А что если это и есть массовое самоубийство?
Между тем, ворвавшись в холл, братья-революционеры принялись стрелять. Охрану — а скорее всего, это были обыкновенные вахтеры, поставленные для проверки служебных удостоверений, наверняка безоружные — здесь составляли два высоких и симпатичных парня с розовыми щеками и добродушными взглядами. Их завалили тотчас же, в первые секунды, без малейших колебаний. Наташа, моя милая, нежная Наташа, сделала в ещё шевелящихся, ищущих последнюю надежду выжить молодых людей по контрольному выстрелу в голову. Я содрогнулся от этой сцены. Как же так, за что!? Они даже слово не успели молвить!
Очередной чувствительный тычок от Пончика, на этот раз в бок, под рёбра — и я помчался вместе с лихими абреками по лестнице.
— Не спи, включайся! — крикнул мне удивительно злобный Пончик.
Ты с чего это такой борзый, гнида? Тебя советское правительство вырастило, воспитало, а ты ему вот чем отвечаешь… Ладно, подожди, придёт час возмездия.
Встречавшиеся на лестнице люди в страхе падали навзничь и закрывали головы руками. Один представительный пожилой дядечка с благородной сединой, спускавшийся прямо на нас, принялся вдруг с негодованием кричать и размахивать руками.
— Да одумайтесь же вы, нелюди! — взывал он к отсутствовавшей совести революционеров. — Как вам не стыдно — против своего народа, против братьев и сестёр своих идти!?
Войти в патетический раж ему не позволили: Гарибальди вскинул автомат и уложил мужчину одиночным выстрелом в голову.
— Что, не ожидал от меня такого? — повернулся он ко мне. — Никакой жалости! Только так можно победить, правильно? Ты же был таким на той стороне! Вспоминай, вспоминай это чувство! Оно прекрасно.

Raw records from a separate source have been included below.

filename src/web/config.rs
use serde::{Deserialize, Deserializer};
use std::time::Duration;
use thiserror::Error;

use crate::camera::CameraState;
use crate::feed::DEFAULT_POLL_INTERVAL;
use crate::icons::DEFAULT_ICON_SIZE;
use crate::model::LatLng;
use crate::playback::{PlaybackSettings, TrailOnSeek, DEFAULT_BASE_INTERVAL};

#[derive(Debug, Error)]
pub enum ConfigError {
    #[error("IO error: {0}")]
    Io(#[from] std::io::Error),
    #[error("YAML parse error: {0}")]
    Yaml(#[from] serde_yaml::Error),
    #[error("invalid config: {0}")]
    Invalid(String),
}

#[derive(Debug, Clone, Deserialize)]
pub struct Config {
    pub api: ApiConfig,
    #[serde(default)]
    pub web: WebConfig,
    #[serde(default)]
    pub live: LiveConfig,
    #[serde(default)]
    pub playback: PlaybackConfig,
    #[serde(default)]
    pub camera: CameraConfig,
    #[serde(default)]
    pub icons: IconsConfig,
}

#[derive(Debug, Clone, Deserialize)]
pub struct ApiConfig {
    pub base_url: String,
    #[serde(default = "default_timeout", deserialize_with = "human_duration")]
    pub timeout: Duration,
}

fn default_timeout() -> Duration {
    Duration::from_secs(30)
}

#[derive(Debug, Clone, Deserialize)]
pub struct WebConfig {
    #[serde(default = "default_bind")]
    pub bind: String,
}

impl Default for WebConfig {
    fn default() -> Self {
        Self {
            bind: default_bind(),
        }
    }
}

fn default_bind() -> String {
    "0.0.0.0:8080".to_string()
}

#[derive(Debug, Clone, Deserialize)]
pub struct LiveConfig {
    #[serde(default = "default_poll_interval", deserialize_with = "human_duration")]
    pub poll_interval: Duration,
}

impl Default for LiveConfig {
    fn default() -> Self {
        Self {
            poll_interval: DEFAULT_POLL_INTERVAL,
        }
    }
}

fn default_poll_interval() -> Duration {
    DEFAULT_POLL_INTERVAL
}

#[derive(Debug, Clone, Deserialize)]
pub struct PlaybackConfig {
    #[serde(default = "default_base_interval", deserialize_with = "human_duration")]
    pub base_interval: Duration,
    #[serde(default)]
    pub trail_on_seek: TrailOnSeek,
}

impl Default for PlaybackConfig {
    fn default() -> Self {
        Self {
            base_interval: DEFAULT_BASE_INTERVAL,
            trail_on_seek: TrailOnSeek::default(),
        }
    }
}

fn default_base_interval() -> Duration {
    DEFAULT_BASE_INTERVAL
}

impl PlaybackConfig {
    pub fn settings(&self) -> PlaybackSettings {
        PlaybackSettings {
            base_interval: self.base_interval,
            trail_on_seek: self.trail_on_seek,
        }
    }
}

#[derive(Debug, Clone, Deserialize)]
pub struct CameraConfig {
    /// `"lat,lng"`
    #[serde(default = "default_center")]
    pub center: String,
    #[serde(default = "default_zoom")]
    pub zoom: f64,
}

impl Default for CameraConfig {
    fn default() -> Self {
        Self {
            center: default_center(),
            zoom: default_zoom(),
        }
    }
}

fn default_center() -> String {
    "20.5937,78.9629".to_string()
}

fn default_zoom() -> f64 {
    5.0
}

impl CameraConfig {
    pub fn initial_state(&self) -> Option<CameraState> {
        let parts: Vec<_> = self.center.split(',').map(|s| s.trim()).collect();
        if parts.len() != 2 {
            return None;
        }
        let lat: f64 = parts[0].parse().ok()?;
        let lng: f64 = parts[1].parse().ok()?;
        Some(CameraState {
            center: LatLng::new(lat, lng),
            zoom: self.zoom,
        })
    }
}

#[derive(Debug, Clone, Deserialize)]
pub struct IconsConfig {
    #[serde(default = "default_icon_size")]
    pub size: u32,
}

impl Default for IconsConfig {
    fn default() -> Self {
        Self {
            size: default_icon_size(),
        }
    }
}

fn default_icon_size() -> u32 {
    DEFAULT_ICON_SIZE
}

fn human_duration<'de, D: Deserializer<'de>>(d: D) -> Result<Duration, D::Error> {
    let raw = String::deserialize(d)?;
    humantime::parse_duration(raw.trim()).map_err(serde::de::Error::custom)
}

impl Config {
    pub fn from_file(path: &str) -> Result<Self, ConfigError> {
        let content = std::fs::read_to_string(path)?;
        Self::from_yaml(&content)
    }

    pub fn from_yaml(content: &str) -> Result<Self, ConfigError> {
        let config: Config = serde_yaml::from_str(content)?;
        config.validate()?;
        Ok(config)
    }

    fn validate(&self) -> Result<(), ConfigError> {
        if self.api.base_url.trim().is_empty() {
            return Err(ConfigError::Invalid("api.base_url is empty".into()));
        }
        if self.live.poll_interval.is_zero() {
            return Err(ConfigError::Invalid("live.poll_interval must be positive".into()));
        }
        if self.playback.base_interval.is_zero() {
            return Err(ConfigError::Invalid(
                "playback.base_interval must be positive".into(),
            ));
        }
        if self.icons.size == 0 {
            return Err(ConfigError::Invalid("icons.size must be positive".into()));
        }
        if self.camera.initial_state().is_none() {
            return Err(ConfigError::Invalid(format!(
                "camera.center '{}' is not 'lat,lng'",
                self.camera.center
            )));
        }
        Ok(())
    }

    pub fn camera_state(&self) -> CameraState {
        self.camera.initial_state().unwrap_or(CameraState {
            center: LatLng::new(0.0, 0.0),
            zoom: default_zoom(),
        })
    }
}
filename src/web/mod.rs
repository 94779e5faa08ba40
pub mod api;
pub mod api_doc;
pub mod config;
pub mod server;
pub mod state;

pub use config::Config;
pub use server::run_server;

Я ничего не ответил, да, кажется, он и не ждал от меня никакого ответа. Мы продолжали бежать вверх по лестнице.
— Это, друг мой, Витя, — уже не глядя в мою сторону, продолжал вещать лидер революционной ячейки, — главный оплот зловредной коммунистической пропаганды. Так называемое Телеграфное агентство Советского Союза.
— Я знаю, что такое ТАСС.
— Знаешь? А, ну правильно. Оно ведь и в России осталось. Только к названию что-то добавилось. Правда, мы… то есть вы на него там вроде не нападали.
— Да, не приходилось.
— Вот видишь, отстаёте вы от нас! Передай своим корешам на ту сторону, если будет возможность, чтобы пользовались нашими разработками. Мы не возражаем. Кстати! — удивился он вдруг собственной мысли. — А как это тебя братья-революционеры отпустили? Неужели вот так взяли и сказали: лети, Витёк, на отдых в Советский Союз, а мы тут без тебя париться продолжим. Ну-ка, братан, колись! Что-то тут дело нечистое.
— А я ни у кого не спрашивал разрешения.
— Не спрашивал? На самом деле? Так ты что же, наплевал на организацию? На товарищей? Ни фига себе! Получается, что ты, друг мой, самый обыкновенный дезертир.
— Я не собираюсь объяснять тебе, что мной руководило. Я никого не предавал, и совесть моя чиста.
— А-а, всё было непросто, запутанно! Перипетии личных отношений, кризис идей, томление духа и плоти. Блин, как интересно… Потом обязательно пошепчемся. По-дружески. Я хочу знать всё-всё-всё. Хотя бы для того, чтобы не повторять твоих ошибок.
А что если никаких ошибок не было, самодовольный хлыщ? Что если я единственный из всех вас, бестолочей, делал то, что должен был делать? Потому и достиг заветного Союза. А вы все сдохли, сдохли, сдохли!!! И здесь сдохнете, потому что я не позволю вам отнять у меня мою мечту.